How do the drugs work?
Most of the medications work to enhance a natural chemical in the body that relaxes the muscles in your penis. The goal of this medication is to increase response to sexual stimulation by increasing the blood flow in the penis allowing the person to get an erection.
It is important to consult the doctor before taking any of these medications.
What is a penile implant?
A penile implant (or penile prosthesis) is a discrete device that is placed into a man’s penis and is designed to help him get an erection.
The implant is usually used when there is a clear medical cause for severe ED and when the problem is unlikely to resolve, or improve naturally, or with other medical treatments. The prosthesis can last for 15 to 20 years.
How many types of implants are available?
Two different penile implants are available today. The three-piece inflatable penile implant is popular as it produces a more natural erection and the two-piece malleable penile implant which uses bendable rods.
Both types are custom fitted to the body to allow the man to have a satisfactory erection for sexual intercourse.
How do they work?
Both implants involve surgically placing devices. For the inflatable ones, a cylinder is placed in the penis, a fluid-filled container in the abdomen, and a pump in the scrotum.
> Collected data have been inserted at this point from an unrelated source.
//! Identity claims from the id token payload
//!
//! `UnverifiedClaimsExtractor` decodes the payload segment without checking
//! the signature. It relies on the token having arrived over the
//! authenticated TLS exchange with the token endpoint. Callers depend on the
//! `ClaimsExtractor` trait so a verifying implementation can replace it.

use base64::Engine;
use base64::engine::general_purpose::URL_SAFE_NO_PAD;
use serde::{Deserialize, Serialize};

use crate::error::{Error, Result};

/// Normalized user record derived from the id token.
#[derive(Debug, Clone, PartialEq, Eq, Serialize, Deserialize)]
pub struct IdentityClaims {
    /// Stable, unique external identity (`sub`)
    pub subject: String,
    pub email: String,
    pub name: Option<String>,
}

/// Turns a raw id token into `IdentityClaims`.
pub trait ClaimsExtractor: Send + Sync {
    fn extract(&self, id_token: &str) -> Result<IdentityClaims>;
}

/// Payload fields read from the token. Everything else is ignored.
#[derive(Deserialize)]
struct RawClaims {
    sub: Option<String>,
    email: Option<String>,
    name: Option<String>,
    given_name: Option<String>,
    family_name: Option<String>,
}

/// Decode-only extractor: structure and payload are checked, the signature is not.
#[derive(Debug, Default, Clone, Copy)]
pub struct UnverifiedClaimsExtractor;

impl ClaimsExtractor for UnverifiedClaimsExtractor {
    fn extract(&self, id_token: &str) -> Result<IdentityClaims> {
        let segments: Vec<&str> = id_token.split('.').collect();
        if segments.len() != 3 {
            return Err(Error::MalformedToken(format!(
                "expected 3 segments, found {}",
                segments.len()
            )));
        }

        // Some issuers pad their base64url segments
        let payload = URL_SAFE_NO_PAD
            .decode(segments[1].trim_end_matches('='))
            .map_err(|e| Error::MalformedToken(format!("payload is not base64url: {e}")))?;

        let raw: RawClaims = serde_json::from_slice(&payload)
            .map_err(|e| Error::MalformedToken(format!("payload is not a JSON object: {e}")))?;

        let subject = raw
            .sub
            .filter(|s| !s.trim().is_empty())
            .ok_or_else(|| Error::MalformedToken("payload has no subject".into()))?;

        let name = raw.name.or_else(|| {
            let parts: Vec<String> = [raw.given_name, raw.family_name]
                .into_iter()
                .flatten()
                .collect();
            (!parts.is_empty()).then(|| parts.join(" "))
        });

        Ok(IdentityClaims {
            subject,
            email: raw.email.unwrap_or_default(),
            name,
        })
    }
}

#[cfg(test)]
pub(crate) fn test_token(payload: &str) -> String {
    format!(
        "{}.{}.sig",
        URL_SAFE_NO_PAD.encode(r#"{"alg":"RS256","kid":"k1"}"#),
        URL_SAFE_NO_PAD.encode(payload)
    )
}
These allow the man to control when and how long he has an erection.
The malleable rods are implanted into the shaft of the penis to keep the penis firm, but bendable. Once implanted the sensitivity and ability to ejaculate should not be affected.
How long is the theatre procedure?
The procedure is done under general, or spinal anaesthesia. A small incision is made and the implants are inserted.
The patient can be discharged after one day with medication for pain and instructions not to have intercourse for three to six weeks.
During the review visit, the doctor counsels the patient on how to use the implant as complications can arise if used aggressively.
What are the advantages of a penile implant?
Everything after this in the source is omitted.